(DATA SECTION Opens)
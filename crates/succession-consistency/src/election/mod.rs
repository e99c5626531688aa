//! Leader Election
//!
//! Every candidate creates one ephemeral-sequential node. The lowest sequence
//! number leads; every other candidate watches only the candidate directly
//! ahead of it, so a failure wakes exactly one successor.

mod callback;
mod model;
mod service;

pub use callback::*;
pub use model::*;
pub use service::*;
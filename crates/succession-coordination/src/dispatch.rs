//! Sequential delivery of fired watches
//!
//! Each session owns one delivery queue. The dispatcher drains it on a single
//! task, awaiting every handler before taking the next event, so all state
//! transitions driven by watches happen one at a time and in emission order.

use std::sync::Arc;

use tokio::sync::mpsc;
use tracing::{debug, error, info};

use crate::client::Watcher;
use crate::model::WatchedEvent;

/// A fired watch paired with the watcher it was registered for.
pub struct Delivery {
    pub watcher: Arc<dyn Watcher>,
    pub event: WatchedEvent,
}

/// Drains a session's delivery queue.
pub struct EventDispatcher {
    session_id: u64,
    receiver: mpsc::UnboundedReceiver<Delivery>,
}

impl EventDispatcher {
    pub fn new(session_id: u64, receiver: mpsc::UnboundedReceiver<Delivery>) -> Self {
        Self {
            session_id,
            receiver,
        }
    }

    pub fn session_id(&self) -> u64 {
        self.session_id
    }

    /// Deliver events until the session's queue is closed.
    pub async fn run(mut self) {
        info!("Event dispatcher started: session={}", self.session_id);

        while let Some(delivery) = self.receiver.recv().await {
            self.deliver(delivery).await;
        }

        info!("Event dispatcher stopped: session={}", self.session_id);
    }

    /// Deliver everything already queued, including events queued by the
    /// handlers themselves, and return how many were delivered.
    pub async fn dispatch_pending(&mut self) -> usize {
        let mut delivered = 0;
        while let Ok(delivery) = self.receiver.try_recv() {
            self.deliver(delivery).await;
            delivered += 1;
        }
        delivered
    }

    async fn deliver(&self, delivery: Delivery) {
        debug!(
            "Dispatching event: session={}, event={:?}",
            self.session_id, delivery.event
        );

        if let Err(e) = delivery.watcher.process(delivery.event.clone()).await {
            error!(
                "Watcher failed: session={}, event={:?}, error={}",
                self.session_id, delivery.event, e
            );
        }
    }
}
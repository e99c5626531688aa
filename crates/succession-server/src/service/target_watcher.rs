//! Continuous watch on a single path
//!
//! Watches are one-shot, so every fired event re-reads the node and re-arms
//! existence, data and children watches.

use std::sync::{Arc, Weak};

use async_trait::async_trait;
use parking_lot::Mutex;
use succession_common::{CoordinationError, Result};
use succession_coordination::{CoordinationClient, EventType, WatchedEvent, Watcher};
use tracing::{debug, info};

/// What the last read of the target returned.
#[derive(Debug, Clone, Default, PartialEq, Eq)]
pub struct TargetSnapshot {
    pub exists: bool,
    pub data: Vec<u8>,
    pub children: Vec<String>,
}

pub struct TargetWatcher {
    client: Arc<dyn CoordinationClient>,
    path: String,
    last: Mutex<Option<TargetSnapshot>>,
    me: Weak<TargetWatcher>,
}

impl TargetWatcher {
    pub fn new(client: Arc<dyn CoordinationClient>, path: impl Into<String>) -> Arc<Self> {
        let path = path.into();
        Arc::new_cyclic(|me| Self {
            client,
            path,
            last: Mutex::new(None),
            me: me.clone(),
        })
    }

    pub fn path(&self) -> &str {
        &self.path
    }

    /// Snapshot taken by the most recent [`watch`](Self::watch).
    pub fn last_snapshot(&self) -> Option<TargetSnapshot> {
        self.last.lock().clone()
    }

    /// Read the target and arm all three watches.
    ///
    /// An absent node only gets an existence watch, which fires on creation.
    pub async fn watch(&self) -> Result<TargetSnapshot> {
        let watcher = self.watcher()?;

        let snapshot = match self.client.exists(&self.path, Some(watcher.clone())).await? {
            None => TargetSnapshot::default(),
            Some(_) => match self.read(watcher).await {
                Ok(snapshot) => snapshot,
                // Deleted after the existence check; the existence watch reports it
                Err(e) if e.is_no_node() => TargetSnapshot::default(),
                Err(e) => return Err(e),
            },
        };

        debug!(
            "Target watch armed: path={}, exists={}, children={:?}",
            self.path, snapshot.exists, snapshot.children
        );
        *self.last.lock() = Some(snapshot.clone());
        Ok(snapshot)
    }

    async fn read(&self, watcher: Arc<dyn Watcher>) -> Result<TargetSnapshot> {
        let (data, _) = self
            .client
            .get_data(&self.path, Some(watcher.clone()))
            .await?;
        let children = self.client.get_children(&self.path, Some(watcher)).await?;
        Ok(TargetSnapshot {
            exists: true,
            data,
            children,
        })
    }

    fn watcher(&self) -> Result<Arc<dyn Watcher>> {
        let me = self.me.upgrade().ok_or_else(|| {
            CoordinationError::IllegalState("target watcher dropped".to_string())
        })?;
        Ok(me)
    }
}

#[async_trait]
impl Watcher for TargetWatcher {
    async fn process(&self, event: WatchedEvent) -> Result<()> {
        match event.event_type {
            EventType::NodeCreated => info!("{} was created", self.path),
            EventType::NodeDeleted => info!("{} was deleted", self.path),
            EventType::NodeDataChanged => info!("{} data changed", self.path),
            EventType::NodeChildrenChanged => info!("{} children changed", self.path),
            EventType::None => return Ok(()),
        }

        self.watch().await?;
        Ok(())
    }
}
impl EnsembleState {
    fn new() -> Self {
        let mut nodes = HashMap::new();
        nodes.insert("/".to_string(), ZNode::new(Vec::new(), Stat::default()));
        Self {
            nodes,
            sessions: HashMap::new(),
            data_watches: HashMap::new(),
            child_watches: HashMap::new(),
            zxid: 0,
            last_session: 0,
        }
    }

    fn check_session(&self, session: SessionId) -> Result<()> {
        if self.sessions.contains_key(&session) {
            Ok(())
        } else {
            Err(CoordinationError::SessionExpired)
        }
    }

    fn check_path(path: &str) -> Result<()> {
        if is_valid_path(path) {
            Ok(())
        } else {
            Err(CoordinationError::BadArguments(format!(
                "invalid path: {:?}",
                path
            )))
        }
    }

    fn next_zxid(&mut self) -> u64 {
        self.zxid += 1;
        self.zxid
    }

    fn create(
        &mut self,
        session: SessionId,
        path: &str,
        data: &[u8],
        mode: CreateMode,
    ) -> Result<String> {
        self.check_session(session)?;
        Self::check_path(path)?;
        let parent = parent_path(path).ok_or_else(|| CoordinationError::NodeExists("/".into()))?;

        let parent_node = self
            .nodes
            .get_mut(parent)
            .ok_or_else(|| CoordinationError::NoNode(parent.to_string()))?;
        if parent_node.stat.ephemeral_owner != 0 {
            return Err(CoordinationError::NoChildrenForEphemerals(
                parent.to_string(),
            ));
        }

        let actual = if mode.is_sequential() {
            let sequence = parent_node.next_sequence;
            parent_node.next_sequence += 1;
            format!("{}{:0width$}", path, sequence, width = SEQUENCE_DIGITS)
        } else {
            path.to_string()
        };

        if self.nodes.contains_key(&actual) {
            return Err(CoordinationError::NodeExists(actual));
        }

        let zxid = self.next_zxid();
        let stat = Stat {
            czxid: zxid,
            mzxid: zxid,
            ephemeral_owner: if mode.is_ephemeral() { session } else { 0 },
            data_length: data.len(),
            ..Default::default()
        };

        if let Some(parent_node) = self.nodes.get_mut(parent) {
            parent_node.children.insert(node_name(&actual).to_string());
            parent_node.stat.cversion += 1;
            parent_node.stat.num_children = parent_node.children.len();
        }
        self.nodes
            .insert(actual.clone(), ZNode::new(data.to_vec(), stat));

        if mode.is_ephemeral()
            && let Some(entry) = self.sessions.get_mut(&session)
        {
            entry.ephemerals.insert(actual.clone());
        }

        self.fire_data(&actual, EventType::NodeCreated);
        self.fire_children(parent, EventType::NodeChildrenChanged);

        Ok(actual)
    }

    fn delete(&mut self, session: SessionId, path: &str, version: i32) -> Result<()> {
        self.check_session(session)?;
        Self::check_path(path)?;
        if path == "/" {
            return Err(CoordinationError::BadArguments(
                "cannot delete the root node".to_string(),
            ));
        }

        let node = self
            .nodes
            .get(path)
            .ok_or_else(|| CoordinationError::NoNode(path.to_string()))?;
        if version != ANY_VERSION && version != node.stat.version {
            return Err(CoordinationError::BadVersion {
                path: path.to_string(),
                expected: version,
                actual: node.stat.version,
            });
        }
        if !node.children.is_empty() {
            return Err(CoordinationError::NotEmpty(path.to_string()));
        }

        self.remove_node(path);
        Ok(())
    }

    /// Remove a childless node and fire the resulting watches.
    fn remove_node(&mut self, path: &str) {
        let Some(node) = self.nodes.remove(path) else {
            return;
        };
        self.next_zxid();

        let parent = parent_path(path).unwrap_or("/").to_string();
        if let Some(parent_node) = self.nodes.get_mut(&parent) {
            parent_node.children.remove(node_name(path));
            parent_node.stat.cversion += 1;
            parent_node.stat.num_children = parent_node.children.len();
        }

        if node.stat.ephemeral_owner != 0
            && let Some(entry) = self.sessions.get_mut(&node.stat.ephemeral_owner)
        {
            entry.ephemerals.remove(path);
        }

        self.fire_data(path, EventType::NodeDeleted);
        self.fire_children(path, EventType::NodeDeleted);
        self.fire_children(&parent, EventType::NodeChildrenChanged);
    }

    fn exists(
        &mut self,
        session: SessionId,
        path: &str,
        watcher: Option<Arc<dyn Watcher>>,
    ) -> Result<Option<Stat>> {
        self.check_session(session)?;
        Self::check_path(path)?;
        if let Some(watcher) = watcher {
            Self::register(&mut self.data_watches, path, session, watcher);
        }
        Ok(self.nodes.get(path).map(|node| node.stat.clone()))
    }

    fn get_data(
        &mut self,
        session: SessionId,
        path: &str,
        watcher: Option<Arc<dyn Watcher>>,
    ) -> Result<(Vec<u8>, Stat)> {
        self.check_session(session)?;
        Self::check_path(path)?;
        let node = self
            .nodes
            .get(path)
            .ok_or_else(|| CoordinationError::NoNode(path.to_string()))?;
        let result = (node.data.clone(), node.stat.clone());
        if let Some(watcher) = watcher {
            Self::register(&mut self.data_watches, path, session, watcher);
        }
        Ok(result)
    }

    fn get_children(
        &mut self,
        session: SessionId,
        path: &str,
        watcher: Option<Arc<dyn Watcher>>,
    ) -> Result<Vec<String>> {
        self.check_session(session)?;
        Self::check_path(path)?;
        let node = self
            .nodes
            .get(path)
            .ok_or_else(|| CoordinationError::NoNode(path.to_string()))?;
        let children = node.children.iter().cloned().collect();
        if let Some(watcher) = watcher {
            Self::register(&mut self.child_watches, path, session, watcher);
        }
        Ok(children)
    }

    fn set_data(
        &mut self,
        session: SessionId,
        path: &str,
        data: &[u8],
        version: i32,
    ) -> Result<Stat> {
        self.check_session(session)?;
        Self::check_path(path)?;
        let zxid = self.zxid + 1;
        let node = self
            .nodes
            .get_mut(path)
            .ok_or_else(|| CoordinationError::NoNode(path.to_string()))?;
        if version != ANY_VERSION && version != node.stat.version {
            return Err(CoordinationError::BadVersion {
                path: path.to_string(),
                expected: version,
                actual: node.stat.version,
            });
        }

        node.data = data.to_vec();
        node.stat.version += 1;
        node.stat.mzxid = zxid;
        node.stat.data_length = data.len();
        let stat = node.stat.clone();
        self.zxid = zxid;

        self.fire_data(path, EventType::NodeDataChanged);
        Ok(stat)
    }

    /// A watcher registered twice on the same path by the same session fires once.
    fn register(
        watches: &mut HashMap<String, Vec<Registration>>,
        path: &str,
        session: SessionId,
        watcher: Arc<dyn Watcher>,
    ) {
        let registrations = watches.entry(path.to_string()).or_default();
        let duplicate = registrations
            .iter()
            .any(|r| r.session == session && Arc::ptr_eq(&r.watcher, &watcher));
        if !duplicate {
            registrations.push(Registration { session, watcher });
        }
    }

    fn remove_data_watch(
        &mut self,
        session: SessionId,
        path: &str,
        watcher: &Arc<dyn Watcher>,
    ) -> Result<bool> {
        self.check_session(session)?;
        Self::check_path(path)?;
        let Some(registrations) = self.data_watches.get_mut(path) else {
            return Ok(false);
        };
        let before = registrations.len();
        registrations.retain(|r| !(r.session == session && Arc::ptr_eq(&r.watcher, watcher)));
        let removed = registrations.len() < before;
        if registrations.is_empty() {
            self.data_watches.remove(path);
        }
        Ok(removed)
    }

    fn fire_data(&mut self, path: &str, event_type: EventType) {
        if let Some(registrations) = self.data_watches.remove(path) {
            self.deliver(registrations, WatchedEvent::node(event_type, path));
        }
    }

    fn fire_children(&mut self, path: &str, event_type: EventType) {
        if let Some(registrations) = self.child_watches.remove(path) {
            self.deliver(registrations, WatchedEvent::node(event_type, path));
        }
    }

    fn deliver(&self, registrations: Vec<Registration>, event: WatchedEvent) {
        for registration in registrations {
            if let Some(entry) = self.sessions.get(&registration.session) {
                let _ = entry.sender.send(Delivery {
                    watcher: registration.watcher,
                    event: event.clone(),
                });
            }
        }
    }

    fn end_session(&mut self, session: SessionId, state: KeeperState) -> bool {
        let Some(entry) = self.sessions.remove(&session) else {
            return false;
        };

        for path in &entry.ephemerals {
            self.remove_node(path);
        }
        for watches in [&mut self.data_watches, &mut self.child_watches] {
            watches.retain(|_, registrations| {
                registrations.retain(|r| r.session != session);
                !registrations.is_empty()
            });
        }

        let _ = entry.sender.send(Delivery {
            watcher: entry.default_watcher.clone(),
            event: WatchedEvent::session(state),
        });

        info!(
            "Session ended: session={}, state={:?}, ephemerals_removed={}",
            session,
            state,
            entry.ephemerals.len()
        );
        true
    }
}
(DATA SECTION Closes)
→ **TO DO**:
Copy every line from the records above that contains the string "single".

→ **TASK RESPONSE**:
//! Each session owns one delivery queue. The dispatcher drains it on a single
//! Continuous watch on a single path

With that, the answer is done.